The most important facet of the relationship between RDN and patient is trust. Your patients trust you to maintain their confidentiality, and by extension, trust your office to be secure. Last week, we discussed how to protect your office, but with the rise of telehealth and alternative workspaces, many RDNs are wondering what settings are appropriate for having an appointment.
As a provider, your physical location during a telehealth appointment (known as the “originating location”) is very important, and can play a role in whether or not your claim is approved! Insurance companies want to see that your originating location is an appropriate setting for a medical appointment. In order to maintain the integrity of PHI, we recommend just using your office, as it is a secure location and will already be outfitted with the proper amenities.
HIPAA applies to telehealth just like any other provider-patient interaction, so privacy is key. If someone could unwittingly see your computer screen or hear your conversation, that’s a potential breach of PHI. It’s best to treat your telehealth appointments the same as in-person appointments, and approach them with the same level of caution. As a reminder, the telehealth platform that you use must be properly encrypted to ensure patient privacy.

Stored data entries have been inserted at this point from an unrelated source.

//! Deferred references inside template strings
//!
//! A token such as `{listid:Projects}` names an entity that may not exist
//! until provisioning creates it. Handlers register entities on the
//! [`TokenParser`] as they create them, and later handlers parse their
//! string fields through it.

mod error;
mod lexer;
mod parser;
mod resolvers;

pub use error::{TokenError, UnresolvedReason, UnresolvedTokenError};
pub use parser::TokenParser;
pub use resolvers::{
    Entity, EntityCatalog, EntityKind, ListIdResolver, ListUrlResolver, ParameterResolver, SiteCollectionResolver,
    SiteResolver, TokenResolver, TokenScope, WorkflowDefinitionIdResolver,
};

use crate::error::Span;

/// One `{prefix:arg1,arg2}` occurrence in a string
#[derive(Debug, Clone, PartialEq, Eq)]
pub struct Token {
    /// Lowercased prefix
    pub prefix: String,
    /// Comma-separated arguments, trimmed; empty for `{prefix}`
    pub args: Vec<String>,
    /// The token exactly as written, braces included
    pub text: String,
    pub span: Span,
}

impl Token {
    /// Build a token from lexed text of the form `{prefix}` or `{prefix:args}`
    pub(crate) fn parse(text: &str, span: Span) -> Self {
        let inner = text.trim_start_matches('{').trim_end_matches('}');
        let (prefix, args) = match inner.split_once(':') {
            Some((prefix, args)) => (prefix, args.split(',').map(|a| a.trim().to_string()).collect()),
            None => (inner, Vec::new()),
        };
        Self {
            prefix: prefix.to_lowercase(),
            args,
            text: text.to_string(),
            span,
        }
    }
}

/// A token bound to the value that replaced it
#[derive(Debug, Clone, PartialEq, Eq)]
pub struct TokenInstance {
    pub token: Token,
    pub value: String,
}
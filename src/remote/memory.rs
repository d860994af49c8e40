use std::collections::{BTreeMap, HashMap, HashSet};

use uuid::Uuid;

use crate::model::{AuditSettings, WorkflowDefinition};

use super::{ListItem, RemoteError, RemoteList, RemoteSubscription, SiteConnection};

/// A site held entirely in memory
///
/// Counts every mutating call so callers can check that a run wrote nothing,
/// and can be told to reject one operation to exercise failure paths.
#[derive(Debug, Clone)]
pub struct InMemorySite {
    id: Uuid,
    url: String,
    subsite: bool,
    lists: Vec<RemoteList>,
    items: HashMap<Uuid, Vec<ListItem>>,
    definitions: Vec<WorkflowDefinition>,
    subscriptions: Vec<RemoteSubscription>,
    audit: AuditSettings,
    property_bag: BTreeMap<String, String>,
    rejected: HashSet<&'static str>,
    mutations: usize,
}

impl InMemorySite {
    pub fn new(url: impl Into<String>) -> Self {
        Self {
            id: Uuid::new_v4(),
            url: url.into(),
            subsite: false,
            lists: Vec::new(),
            items: HashMap::new(),
            definitions: Vec::new(),
            subscriptions: Vec::new(),
            audit: AuditSettings::default(),
            property_bag: BTreeMap::new(),
            rejected: HashSet::new(),
            mutations: 0,
        }
    }

    pub fn subsite(mut self, subsite: bool) -> Self {
        self.subsite = subsite;
        self
    }

    /// Make every call of `operation` (e.g. `"create_list"`) fail
    pub fn reject(mut self, operation: &'static str) -> Self {
        self.rejected.insert(operation);
        self
    }

    /// Seed a list without counting it as a mutation
    pub fn with_list(mut self, list: RemoteList) -> Self {
        self.lists.push(list);
        self
    }

    pub fn with_audit_settings(mut self, settings: AuditSettings) -> Self {
        self.audit = settings;
        self
    }

    pub fn with_property(mut self, key: &str, value: &str) -> Self {
        self.property_bag.insert(key.to_string(), value.to_string());
        self
    }

    /// Number of mutating calls made so far
    pub fn mutations(&self) -> usize {
        self.mutations
    }

    fn mutate(&mut self, operation: &'static str) -> Result<(), RemoteError> {
        if self.rejected.contains(operation) {
            return Err(RemoteError::Rejected {
                operation,
                message: "operation disabled".to_string(),
            });
        }
        self.mutations += 1;
        Ok(())
    }
}

impl SiteConnection for InMemorySite {
    fn site_id(&self) -> Uuid {
        self.id
    }

    fn url(&self) -> &str {
        &self.url
    }

    fn is_subsite(&self) -> bool {
        self.subsite
    }

    fn lists(&self) -> Result<Vec<RemoteList>, RemoteError> {
        Ok(self.lists.clone())
    }

    fn create_list(&mut self, mut list: RemoteList) -> Result<RemoteList, RemoteError> {
        if self.find_list(&list.url, &list.title)?.is_some() {
            return Err(RemoteError::AlreadyExists {
                kind: "list",
                name: list.title,
            });
        }
        self.mutate("create_list")?;
        list.id = Uuid::new_v4();
        self.lists.push(list.clone());
        Ok(list)
    }

    fn update_list(&mut self, list: &RemoteList) -> Result<(), RemoteError> {
        let index = self
            .lists
            .iter()
            .position(|l| l.id == list.id)
            .ok_or_else(|| RemoteError::not_found("list", list.id))?;
        self.mutate("update_list")?;
        self.lists[index] = list.clone();
        Ok(())
    }

    fn list_items(&self, list_id: Uuid) -> Result<Vec<ListItem>, RemoteError> {
        if !self.lists.iter().any(|l| l.id == list_id) {
            return Err(RemoteError::not_found("list", list_id));
        }
        Ok(self.items.get(&list_id).cloned().unwrap_or_default())
    }

    fn add_list_item(&mut self, list_id: Uuid, values: ListItem) -> Result<(), RemoteError> {
        if !self.lists.iter().any(|l| l.id == list_id) {
            return Err(RemoteError::not_found("list", list_id));
        }
        self.mutate("add_list_item")?;
        self.items.entry(list_id).or_default().push(values);
        Ok(())
    }

    fn workflow_definitions(&self) -> Result<Vec<WorkflowDefinition>, RemoteError> {
        Ok(self.definitions.clone())
    }

    fn save_workflow_definition(&mut self, definition: &WorkflowDefinition) -> Result<Uuid, RemoteError> {
        self.mutate("save_workflow_definition")?;
        let mut saved = definition.clone();
        if saved.id.is_nil() {
            saved.id = Uuid::new_v4();
        }
        // saving always produces a draft
        saved.published = false;
        let id = saved.id;
        match self.definitions.iter_mut().find(|d| d.id == id) {
            Some(existing) => *existing = saved,
            None => self.definitions.push(saved),
        }
        Ok(id)
    }

    fn publish_workflow_definition(&mut self, id: Uuid) -> Result<(), RemoteError> {
        let index = self
            .definitions
            .iter()
            .position(|d| d.id == id)
            .ok_or_else(|| RemoteError::not_found("workflow definition", id))?;
        self.mutate("publish_workflow_definition")?;
        self.definitions[index].published = true;
        Ok(())
    }

    fn workflow_subscriptions(&self) -> Result<Vec<RemoteSubscription>, RemoteError> {
        Ok(self.subscriptions.clone())
    }

    fn publish_subscription(&mut self, subscription: &RemoteSubscription) -> Result<Uuid, RemoteError> {
        if !self.definitions.iter().any(|d| d.id == subscription.definition_id) {
            return Err(RemoteError::not_found("workflow definition", subscription.definition_id));
        }
        if let Some(list_id) = subscription.list_id {
            if !self.lists.iter().any(|l| l.id == list_id) {
                return Err(RemoteError::not_found("list", list_id));
            }
        }
        self.mutate("publish_subscription")?;
        let mut published = subscription.clone();
        if published.id.is_nil() {
            published.id = Uuid::new_v4();
        }
        let id = published.id;
        match self.subscriptions.iter_mut().find(|s| s.id == id) {
            Some(existing) => *existing = published,
            None => self.subscriptions.push(published),
        }
        Ok(id)
    }

    fn audit_settings(&self) -> Result<AuditSettings, RemoteError> {
        Ok(self.audit.clone())
    }

    fn update_audit_settings(&mut self, settings: &AuditSettings) -> Result<(), RemoteError> {
        self.mutate("update_audit_settings")?;
        self.audit = settings.clone();
        Ok(())
    }

    fn property_bag(&self) -> Result<BTreeMap<String, String>, RemoteError> {
        Ok(self.property_bag.clone())
    }

    fn set_property(&mut self, key: &str, value: &str) -> Result<(), RemoteError> {
        self.mutate("set_property")?;
        self.property_bag.insert(key.to_string(), value.to_string());
        Ok(())
    }
}
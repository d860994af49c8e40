use crate::model::Template;
use crate::remote::SiteConnection;
use crate::token::TokenParser;

use super::{ExtractionOptions, HandlerError, ObjectHandler};

/// Site collection audit settings; sub-sites inherit them and are skipped
#[derive(Debug, Clone, Copy, Default)]
pub struct AuditSettingsHandler;

impl AuditSettingsHandler {
    pub const NAME: &'static str = "audit-settings";
}

impl ObjectHandler for AuditSettingsHandler {
    fn name(&self) -> &'static str {
        Self::NAME
    }

    fn will_extract(&self, site: &dyn SiteConnection, _template: &Template, _options: &ExtractionOptions) -> bool {
        !site.is_subsite()
    }

    fn will_provision(&self, site: &dyn SiteConnection, template: &Template) -> bool {
        template.audit_settings.is_some() && !site.is_subsite()
    }

    fn extract(
        &self,
        site: &dyn SiteConnection,
        mut template: Template,
        _options: &ExtractionOptions,
    ) -> Result<Template, HandlerError> {
        template.audit_settings = Some(site.audit_settings()?);
        Ok(template)
    }

    fn provision(
        &self,
        site: &mut dyn SiteConnection,
        template: &Template,
        _parser: &mut TokenParser,
    ) -> Result<(), HandlerError> {
        let Some(desired) = &template.audit_settings else {
            return Ok(());
        };
        let current = site.audit_settings()?;
        if current == *desired {
            tracing::debug!(handler = Self::NAME, "audit settings already up to date");
            return Ok(());
        }
        site.update_audit_settings(desired)?;
        Ok(())
    }
}
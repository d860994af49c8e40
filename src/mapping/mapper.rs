//! The object mapper: walks declared fields and copies, converts or recurses

use crate::model::{FieldType, Object, TypeKey, Value};

use super::context::{Direction, MappingContext};
use super::error::{ConversionError, MappingError};
use super::path::FieldPath;
use super::registry::FieldDescriptor;
use super::resolver;

/// Chooses the type to construct for each source object
pub trait TargetTypeResolver {
    fn target_type(&self, source: &Object, ctx: &MappingContext<'_>) -> Result<TypeKey, MappingError>;
}

/// Maps to a fixed entity in the namespace the run is producing
#[derive(Debug, Clone)]
pub struct EntityTypeResolver {
    model_entity: String,
    schema_entity: String,
}

impl EntityTypeResolver {
    pub fn new(model_entity: impl Into<String>, schema_entity: impl Into<String>) -> Self {
        Self {
            model_entity: model_entity.into(),
            schema_entity: schema_entity.into(),
        }
    }
}

impl TargetTypeResolver for EntityTypeResolver {
    fn target_type(&self, _source: &Object, ctx: &MappingContext<'_>) -> Result<TypeKey, MappingError> {
        let entity = match ctx.direction {
            Direction::ToSchema => &self.schema_entity,
            Direction::ToModel => &self.model_entity,
        };
        Ok(ctx.target_key(entity))
    }
}

/// Keeps the source object's entity name, switching namespace only
#[derive(Debug, Clone, Copy, Default)]
pub struct SameEntity;

impl TargetTypeResolver for SameEntity {
    fn target_type(&self, source: &Object, ctx: &MappingContext<'_>) -> Result<TypeKey, MappingError> {
        Ok(ctx.target_key(source.entity()))
    }
}

/// Map a sequence of objects, producing one target per source in the same
/// order
///
/// The context path should point at the sequence element (`lists[0]`) so
/// nested mappings are looked up under it.
pub fn map_objects(
    items: Vec<Value>,
    target_types: &dyn TargetTypeResolver,
    ctx: &mut MappingContext<'_>,
) -> Result<Vec<Object>, MappingError> {
    let registry = ctx.registry;
    let mut mapped = Vec::with_capacity(items.len());
    for item in items {
        let source = match item {
            Value::Object(object) => object,
            other => {
                return Err(MappingError::NotAnObject {
                    path: ctx.path().to_string(),
                    found: other.kind(),
                })
            }
        };
        let key = target_types.target_type(&source, ctx)?;
        let mut target = registry.instantiate(&key)?;
        map_properties(&source, &mut target, ctx)?;
        mapped.push(target);
    }
    Ok(mapped)
}
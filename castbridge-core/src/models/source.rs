use std::path::{Path, PathBuf};

use serde::{Deserialize, Serialize};

/// A castable media source: a file on the local filesystem, or a web page
/// whose stream has been captured by the extractor.
#[derive(Debug, Clone, PartialEq, Eq, Serialize, Deserialize)]
#[serde(tag = "type", rename_all = "lowercase")]
pub enum MediaSource {
    Local { path: PathBuf },
    Remote { page_url: String },
}

impl MediaSource {
    pub fn local(path: impl Into<PathBuf>) -> Self {
        Self::Local { path: path.into() }
    }

    pub fn remote(page_url: impl Into<String>) -> Self {
        Self::Remote {
            page_url: page_url.into(),
        }
    }

    /// The identity string the content key is derived from.
    #[must_use]
    pub fn identity(&self) -> String {
        match self {
            Self::Local { path } => path.to_string_lossy().into_owned(),
            Self::Remote { page_url } => page_url.clone(),
        }
    }

    /// Stable fingerprint of the identity string, used as the root cache
    /// directory name. Never encodes transcode parameters.
    #[must_use]
    pub fn content_key(&self) -> String {
        content_key(&self.identity())
    }

    /// Human-readable name for history entries and cast metadata.
    #[must_use]
    pub fn display_name(&self) -> String {
        match self {
            Self::Local { path } => Path::new(path)
                .file_name()
                .map_or_else(|| path.to_string_lossy().into_owned(), |n| {
                    n.to_string_lossy().into_owned()
                }),
            Self::Remote { page_url } => page_url.clone(),
        }
    }
}

/// Content key for an arbitrary identity string: hex of the 16-byte MD5
/// digest. Pure function of the input.
#[must_use]
pub fn content_key(identity: &str) -> String {
    hex::encode(md5::compute(identity.as_bytes()).0)
}

/// The kind of a media track, as it appears in cache paths and URLs.
#[derive(Debug, Clone, Copy, PartialEq, Eq, Hash, Serialize, Deserialize)]
#[serde(rename_all = "lowercase")]
pub enum TrackKind {
    Video,
    Audio,
    Subtitle,
}

impl TrackKind {
    #[must_use]
    pub fn as_str(&self) -> &'static str {
        match self {
            Self::Video => "video",
            Self::Audio => "audio",
            Self::Subtitle => "subtitle",
        }
    }

    pub fn from_str(s: &str) -> Option<Self> {
        match s {
            "video" => Some(Self::Video),
            "audio" => Some(Self::Audio),
            "subtitle" => Some(Self::Subtitle),
            _ => None,
        }
    }

    /// Name of the per-track playlist endpoint (`video.m3u8` etc).
    #[must_use]
    pub fn playlist_name(&self) -> &'static str {
        match self {
            Self::Video => "video.m3u8",
            Self::Audio => "audio.m3u8",
            Self::Subtitle => "subs.m3u8",
        }
    }
}

#[cfg(test)]
mod tests {
    use super::*;

    #[test]
    fn test_content_key_is_pure() {
        let a = MediaSource::local("/movies/example.mkv");
        let b = MediaSource::local("/movies/example.mkv");
        assert_eq!(a.content_key(), b.content_key());

        let c = MediaSource::local("/movies/other.mkv");
        assert_ne!(a.content_key(), c.content_key());
    }

    #[test]
    fn test_content_key_shape() {
        let key = content_key("https://example.com/watch?v=1");
        // 16-byte digest, hex-encoded
        assert_eq!(key.len(), 32);
        assert!(key.chars().all(|c| c.is_ascii_hexdigit()));
    }

    #[test]
    fn test_local_and_remote_keys_differ() {
        let local = MediaSource::local("x");
        let remote = MediaSource::remote("x");
        // Identity is the bare string in both cases, so these collide by
        // design: the cache contents are disambiguated per-file, not per-kind.
        assert_eq!(local.content_key(), remote.content_key());
    }

    #[test]
    fn test_display_name() {
        let source = MediaSource::local("/movies/example.mkv");
        assert_eq!(source.display_name(), "example.mkv");

        let source = MediaSource::remote("https://example.com/watch");
        assert_eq!(source.display_name(), "https://example.com/watch");
    }

    #[test]
    fn test_track_kind_round_trip() {
        for kind in [TrackKind::Video, TrackKind::Audio, TrackKind::Subtitle] {
            assert_eq!(TrackKind::from_str(kind.as_str()), Some(kind));
        }
        assert_eq!(TrackKind::from_str("bogus"), None);
    }
}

When selecting your office for face-to-face or telehealth appointments, there are still a number of considerations you must pay attention to. While there are plenty of innovative options: renting space in a physician’s practice, working from home, or exploring co-working spaces with private offices, the most important thing is to make sure that your workspace is able to be secured. You won’t be able to meet with patients in a public space, such as a coffee shop, to discuss PHI and treatment strategies.
Similarly, if you’re using a co-working space, you’ll have to ensure that you have a private office that’s soundproof and able to be locked. You’ll also need to make sure that you’re able to print privately, so that people outside of your practice can’t inadvertently access PHI. If you decide to enter a partnership with a practicing physician, check out these resources from the Academy. Also, check out our post on alternative office spaces for more! And remember-- any entity that you enter into a business partnership with will have to sign a Business Associate Agreement (BAA).